Bethesda Health Clinic said a majority of their clientele identify as Hispanic, leading them to take initiative in properly serving their Spanish-speaking patients.
TYLER, Texas — When it comes to medical options for the Hispanic community, several East Texas health care systems said they are taking steps to offer affordable services and economic opportunities.
If a migrant living in the United States wants to seek a doctor about something as common as catching the flu they don’t have many options. But thankfully in Tyler, Bethesda Health Clinic said they want to make sure no one is left untreated.
The clinic is located near the heart of downtown Tyler and is a place where hardworking low-income adults who don’t have health insurance can seek medical treatment. Rebecca Olivarez, specialty coordinator at the facility, said the need exists across demographics.
“We want them to be able to come in here, see their provider, get the lab works, and at least come once a year,” Olivarez said. “Or be able to come in every three months to be seen for their diabetes or their heart disease and be affordable.”
Bethesda said approximately half of their clientele identify as Hispanic with some of their patients being only Spanish-speaking adults. Olivarez said she’s made it a priority to make them comfortable seeking help.
“When they come here or they’re around somebody who speaks English they get embarrassed,” Olivarez said. “So I do a lot of translating for my specialists that come here to the clinic, but it really is important to be able to speak both languages.”
Yeneth Renteria is one of those Spanish-speaking patients of the clinic and moved to Tyler from San Luis Potosi, Mexico. She works as a house cleaner and has been booking appointments with Bethesda for 10 years.
“Because sometimes you don’t have the funds and in other places it’s more expensive,” Renteria said. “(Bethesda) gives the opportunity by making it low cost.”
She’s been able to see a chiropractor and dentist on an affordable budget since she does not have health insurance or speak English as her first language.
“It’s easy and they have interpreters in case you don’t speak English,” Renteria said. “They help to translate for you. It’s easy for someone who’s not feeling well to go to this clinic and get attended to. It’s easy to get medication that you need in order for you to feel better.”
Christus Health said they are also making efforts to provide affordable health care to Spanish-speaking patients, and taking an extra step to focus on hiring from economically disadvantaged areas. In a press release from Healthcare Anchor Network, Christus Health announced they are part of a commitment to reach at least 10% of new hires from these areas to create opportunities for them.
“Diversity and inclusion are foundational to our ability to provide care that is equitable for all. We recognize that health and wellness are intrinsically tied to steady employment and stable income,” President and CEO Ernie Sadau said in a statement. “By focusing on increasing opportunities for our historically marginalized populations, we build a diverse workforce that reflects our communities.”
Olivarez is a part of building a diverse workforce at Bethesda after moving to East Texas from Laredo.
“When I moved up here it was a little bit difficult finding a job up here but I had to pay my bills,” Olivarez said. “So I would deliver Mexican foods and that would pay for my bills and everything. After a couple of years I started doing medical again.”

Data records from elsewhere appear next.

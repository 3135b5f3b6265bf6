//! Pipeline state and the transitions that drive it.
//!
//! Each page owns one state value. Timer ticks, fetch results and user input
//! arrive as named events and are applied in order; rendering is a pure
//! function of the state.

use crate::forecast::{build_table, discover_date_columns, ColumnKey, DayColumn, ForecastTable, SortState};
use crate::map::{build_markers, MapFilter, MarkerSet, PopupState};
use log::{error, info};
use snow_core::config::{ForecastConfig, MapConfig};
use snow_core::{parse_records, Record};

/// Shown in place of the loading indicator when a refresh fails.
pub const MAP_ERROR_MESSAGE: &str = "Error loading resort data. Please try again later.";
pub const FORECAST_ERROR_MESSAGE: &str = "Error loading forecast data. Please try again later.";

/// Where a pipeline is in its fetch cycle.
#[derive(Debug, Clone, PartialEq, Eq, Default)]
pub enum LoadStatus {
    /// Nothing has arrived yet.
    #[default]
    Loading,
    /// A fetch is in flight; the last good data is still shown.
    Refreshing,
    Ready,
    /// The last fetch failed. Previous records, if any, are kept.
    Failed(String),
}

impl LoadStatus {
    pub fn is_loading(&self) -> bool {
        matches!(self, LoadStatus::Loading)
    }

    pub fn error(&self) -> Option<&str> {
        match self {
            LoadStatus::Failed(msg) => Some(msg.as_str()),
            _ => None,
        }
    }
}

#[derive(Debug, Clone, PartialEq)]
pub enum MapEvent {
    Fetch,
    /// Raw CSV body, or the reason the fetch failed.
    DataArrived(Result<String, String>),
    FilterChanged(MapFilter),
    MarkerHovered(String),
    MarkerLeft(String),
    MarkerClicked(String),
}

/// What the view has to redo after an event.
#[derive(Debug, Clone, Copy, PartialEq, Eq)]
pub enum Redraw {
    Nothing,
    /// Popup visibility changed; markers are unchanged.
    Popups,
    /// The marker set must be rebuilt.
    Markers,
}

#[derive(Debug, Clone, Default, PartialEq)]
pub struct MapState {
    pub records: Vec<Record>,
    pub filter: MapFilter,
    pub popups: PopupState,
    pub status: LoadStatus,
    /// "Last Updated" of the first record.
    pub last_updated: Option<String>,
}

impl MapState {
    pub fn apply(&mut self, event: MapEvent, config: &MapConfig) -> Redraw {
        match event {
            MapEvent::Fetch => {
                if !self.status.is_loading() {
                    self.status = LoadStatus::Refreshing;
                }
                Redraw::Nothing
            }
            MapEvent::DataArrived(Ok(body)) => match parse_records(&body, &config.parse_options()) {
                Ok(dataset) => {
                    info!("Loaded {} resorts", dataset.records.len());
                    self.last_updated = dataset
                        .records
                        .first()
                        .map(|r| r.get_or(&config.columns.last_updated, "Unknown").to_string());
                    self.records = dataset.records;
                    self.status = LoadStatus::Ready;
                    let markers = self.render(config);
                    self.popups.retain(&markers);
                    Redraw::Markers
                }
                Err(e) => self.fail(format!("CSV parse failed: {}", e)),
            },
            MapEvent::DataArrived(Err(e)) => self.fail(e),
            MapEvent::FilterChanged(filter) => {
                if self.filter == filter {
                    return Redraw::Nothing;
                }
                self.filter = filter;
                let markers = self.render(config);
                self.popups.retain(&markers);
                Redraw::Markers
            }
            MapEvent::MarkerHovered(id) => {
                self.popups.hover(&id);
                Redraw::Popups
            }
            MapEvent::MarkerLeft(id) => {
                self.popups.leave(&id);
                Redraw::Popups
            }
            MapEvent::MarkerClicked(id) => {
                self.popups.click(&id);
                Redraw::Popups
            }
        }
    }

    fn fail(&mut self, reason: String) -> Redraw {
        error!("Error loading resort data: {}", reason);
        self.status = LoadStatus::Failed(MAP_ERROR_MESSAGE.to_string());
        Redraw::Nothing
    }

    pub fn render(&self, config: &MapConfig) -> MarkerSet {
        build_markers(&self.records, self.filter, config)
    }
}

#[derive(Debug, Clone, PartialEq)]
pub enum ForecastEvent {
    Fetch,
    DataArrived(Result<String, String>),
    SortChanged(ColumnKey),
    FilterChanged(String),
}

#[derive(Debug, Clone, Default, PartialEq)]
pub struct ForecastState {
    pub records: Vec<Record>,
    pub sort: SortState,
    /// Resort-name prefix filter.
    pub query: String,
    pub status: LoadStatus,
}

impl ForecastState {
    pub fn apply(&mut self, event: ForecastEvent, config: &ForecastConfig) {
        match event {
            ForecastEvent::Fetch => {
                if !self.status.is_loading() {
                    self.status = LoadStatus::Refreshing;
                }
            }
            ForecastEvent::DataArrived(Ok(body)) => match parse_records(&body, &config.parse_options()) {
                Ok(dataset) if dataset.records.is_empty() => {
                    self.fail("no forecast rows in CSV".to_string());
                }
                Ok(dataset) => {
                    info!("Loaded {} forecast rows", dataset.records.len());
                    self.records = dataset.records;
                    self.status = LoadStatus::Ready;
                    self.sort = self.sort.resolve(&self.day_columns(config));
                }
                Err(e) => self.fail(format!("CSV parse failed: {}", e)),
            },
            ForecastEvent::DataArrived(Err(e)) => self.fail(e),
            ForecastEvent::SortChanged(column) => {
                // Click against the sort the table is showing.
                self.sort = self.sort.resolve(&self.day_columns(config));
                self.sort.click(column);
            }
            ForecastEvent::FilterChanged(query) => self.query = query,
        }
    }

    fn day_columns(&self, config: &ForecastConfig) -> Vec<DayColumn> {
        self.records
            .first()
            .map(|r| discover_date_columns(r, config.max_day_columns))
            .unwrap_or_default()
    }

    fn fail(&mut self, reason: String) {
        error!("Failed to load CSV: {}", reason);
        self.status = LoadStatus::Failed(FORECAST_ERROR_MESSAGE.to_string());
    }

    /// True once a load has produced rows. The rendered table always has
    /// its fixed columns, so this is what gates showing it.
    pub fn has_data(&self) -> bool {
        !self.records.is_empty()
    }

    pub fn render(&self, config: &ForecastConfig) -> ForecastTable {
        build_table(&self.records, config, &self.sort, &self.query)
    }
}

#[cfg(test)]
mod tests {
    use super::*;
    use crate::forecast::SortDirection;

    const MAP_CSV: &str = "\
Resort Name,Latitude,Longitude,Status,Total Trails,Trails Open %,Last Updated
Vail,39.6,-106.4,Open,195,62,2025-01-05 15:07
Echo Mountain,39.68,-105.52,Closed,7,0,2025-01-05 15:07
Nowhere,N/A,-105.0,Open,10,10,2025-01-05 15:07
";

    const FORECAST_CSV: &str = "\
Resort,1/6/2025,1/7/2025,Forecasted snowfall days,Last_Updated
Vail,1,2,2,2025-01-05 15:07
Wolf Creek,6,5,2,2025-01-05 15:07
";

    #[test]
    fn test_map_data_arrival() {
        let config = MapConfig::default();
        let mut state = MapState::default();
        assert!(state.status.is_loading());
        assert_eq!(state.apply(MapEvent::Fetch, &config), Redraw::Nothing);
        assert!(state.status.is_loading());

        let redraw = state.apply(MapEvent::DataArrived(Ok(MAP_CSV.to_string())), &config);
        assert_eq!(redraw, Redraw::Markers);
        assert_eq!(state.status, LoadStatus::Ready);
        assert_eq!(state.records.len(), 3);
        assert_eq!(state.last_updated.as_deref(), Some("2025-01-05 15:07"));

        let markers = state.render(&config);
        assert_eq!(markers.len(), 2);
        assert_eq!(markers.skipped, vec!["Nowhere".to_string()]);
    }

    #[test]
    fn test_map_failure_keeps_last_good_data() {
        let config = MapConfig::default();
        let mut state = MapState::default();
        state.apply(MapEvent::DataArrived(Ok(MAP_CSV.to_string())), &config);
        state.apply(MapEvent::Fetch, &config);
        assert_eq!(state.status, LoadStatus::Refreshing);

        state.apply(MapEvent::DataArrived(Err("timeout".to_string())), &config);
        assert_eq!(state.status.error(), Some(MAP_ERROR_MESSAGE));
        assert_eq!(state.render(&config).len(), 2);
    }

    #[test]
    fn test_map_filter_persists_across_refresh() {
        let config = MapConfig::default();
        let mut state = MapState::default();
        state.apply(MapEvent::DataArrived(Ok(MAP_CSV.to_string())), &config);
        assert_eq!(
            state.apply(MapEvent::FilterChanged(MapFilter::OpenOnly), &config),
            Redraw::Markers
        );
        assert_eq!(
            state.apply(MapEvent::FilterChanged(MapFilter::OpenOnly), &config),
            Redraw::Nothing
        );
        assert_eq!(state.render(&config).len(), 1);

        state.apply(MapEvent::DataArrived(Ok(MAP_CSV.to_string())), &config);
        assert_eq!(state.filter, MapFilter::OpenOnly);
        assert_eq!(state.render(&config).len(), 1);
    }

    #[test]
    fn test_pin_survives_refresh_but_not_filter_removal() {
        let config = MapConfig::default();
        let mut state = MapState::default();
        state.apply(MapEvent::DataArrived(Ok(MAP_CSV.to_string())), &config);
        state.apply(MapEvent::MarkerClicked("Echo Mountain".into()), &config);
        assert_eq!(
            state.apply(MapEvent::DataArrived(Ok(MAP_CSV.to_string())), &config),
            Redraw::Markers
        );
        assert_eq!(state.popups.pinned(), Some("Echo Mountain"));
        assert_eq!(state.popups.visible_ids(), vec!["Echo Mountain".to_string()]);

        state.apply(MapEvent::FilterChanged(MapFilter::OpenOnly), &config);
        assert_eq!(state.popups.pinned(), None);
    }

    #[test]
    fn test_marker_redraw_keeps_pinned_popup_visible() {
        let config = MapConfig::default();
        let mut state = MapState::default();
        state.apply(MapEvent::DataArrived(Ok(MAP_CSV.to_string())), &config);
        state.apply(MapEvent::MarkerClicked("Vail".into()), &config);

        assert_eq!(
            state.apply(MapEvent::FilterChanged(MapFilter::OpenOnly), &config),
            Redraw::Markers
        );
        assert!(state.render(&config).contains("Vail"));
        assert_eq!(state.popups.visible_ids(), vec!["Vail".to_string()]);

        state.apply(MapEvent::Fetch, &config);
        state.apply(MapEvent::DataArrived(Ok(MAP_CSV.to_string())), &config);
        assert_eq!(state.popups.visible_ids(), vec!["Vail".to_string()]);
    }

    #[test]
    fn test_marker_interaction_events() {
        let config = MapConfig::default();
        let mut state = MapState::default();
        state.apply(MapEvent::DataArrived(Ok(MAP_CSV.to_string())), &config);
        assert_eq!(state.apply(MapEvent::MarkerHovered("Vail".into()), &config), Redraw::Popups);
        state.apply(MapEvent::MarkerClicked("Vail".into()), &config);
        state.apply(MapEvent::MarkerLeft("Vail".into()), &config);
        assert_eq!(state.popups.visible_ids(), vec!["Vail".to_string()]);
    }

    #[test]
    fn test_forecast_transitions() {
        let config = ForecastConfig::default();
        let mut state = ForecastState::default();
        state.apply(ForecastEvent::DataArrived(Ok(FORECAST_CSV.to_string())), &config);
        assert_eq!(state.status, LoadStatus::Ready);

        let names = |table: ForecastTable| -> Vec<String> { table.rows.into_iter().map(|r| r.name).collect() };
        assert_eq!(names(state.render(&config)), vec!["Wolf Creek", "Vail"]);

        state.apply(ForecastEvent::SortChanged(ColumnKey::Total), &config);
        assert_eq!(state.sort.direction, SortDirection::Asc);
        assert_eq!(names(state.render(&config)), vec!["Vail", "Wolf Creek"]);

        state.apply(ForecastEvent::FilterChanged("wolf".into()), &config);
        assert_eq!(names(state.render(&config)), vec!["Wolf Creek"]);

        state.apply(ForecastEvent::Fetch, &config);
        state.apply(ForecastEvent::DataArrived(Ok(FORECAST_CSV.to_string())), &config);
        assert_eq!(state.query, "wolf");
        assert_eq!(state.sort.direction, SortDirection::Asc);
    }

    #[test]
    fn test_sort_on_rolled_off_day_follows_displayed_header() {
        let config = ForecastConfig::default();
        let mut state = ForecastState::default();
        let before = "Resort,1/5/2025,1/6/2025\nVail,1,2\nWolf Creek,6,5\n";
        let after = "Resort,1/6/2025,1/7/2025\nVail,1,2\nWolf Creek,6,5\n";
        state.apply(ForecastEvent::DataArrived(Ok(before.to_string())), &config);
        state.apply(ForecastEvent::SortChanged(ColumnKey::Day("1/5/2025".into())), &config);
        assert_eq!(state.sort.column, ColumnKey::Day("1/5/2025".into()));

        state.apply(ForecastEvent::DataArrived(Ok(after.to_string())), &config);
        assert_eq!(state.sort, SortState::default());
        let shown = state.render(&config);
        let total = shown.columns.iter().find(|c| c.key == ColumnKey::Total).unwrap();
        assert_eq!(total.sorted, Some(SortDirection::Desc));

        state.apply(ForecastEvent::SortChanged(ColumnKey::Total), &config);
        let shown = state.render(&config);
        let total = shown.columns.iter().find(|c| c.key == ColumnKey::Total).unwrap();
        assert_eq!(total.sorted, Some(SortDirection::Asc));
    }

    #[test]
    fn test_forecast_has_data_only_after_rows_load() {
        let config = ForecastConfig::default();
        let mut state = ForecastState::default();
        assert!(!state.render(&config).columns.is_empty());
        assert!(!state.has_data());

        state.apply(ForecastEvent::Fetch, &config);
        state.apply(ForecastEvent::DataArrived(Err("offline".into())), &config);
        assert!(!state.has_data());

        state.apply(ForecastEvent::DataArrived(Ok(FORECAST_CSV.to_string())), &config);
        assert!(state.has_data());
        state.apply(ForecastEvent::DataArrived(Err("offline".into())), &config);
        assert!(state.has_data());
    }

    #[test]
    fn test_forecast_empty_csv_is_an_error() {
        let config = ForecastConfig::default();
        let mut state = ForecastState::default();
        state.apply(ForecastEvent::DataArrived(Ok("Resort,1/6/2025\n,3\n".to_string())), &config);
        assert_eq!(state.status.error(), Some(FORECAST_ERROR_MESSAGE));
        assert!(state.records.is_empty());
    }
}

As the Hispanic population continues to increase across the state, here in East Texas there are health providers ready to extend a healing hand — especially one of faith.
“Before, we used to see just up to 20 miles out of Tyler and now we see patients from Oklahoma and the Dallas area,” Olivarez said. “We have a clinic in Lindale also, so they don’t have to go all the way down here. We’ve really grown as far as being offer this opportunity to our patients.”
Bethesda recently announced they are now offering healthcare for children through their new pediatric clinic and taking another step toward affordable health care — especially for mothers.
The clinic also mentioned how they are faith-based and couldn’t operate without the donations and volunteers from multiple congregations, which is a collective effort from several churches like the episcopal church, Green Acres Baptist Church and others.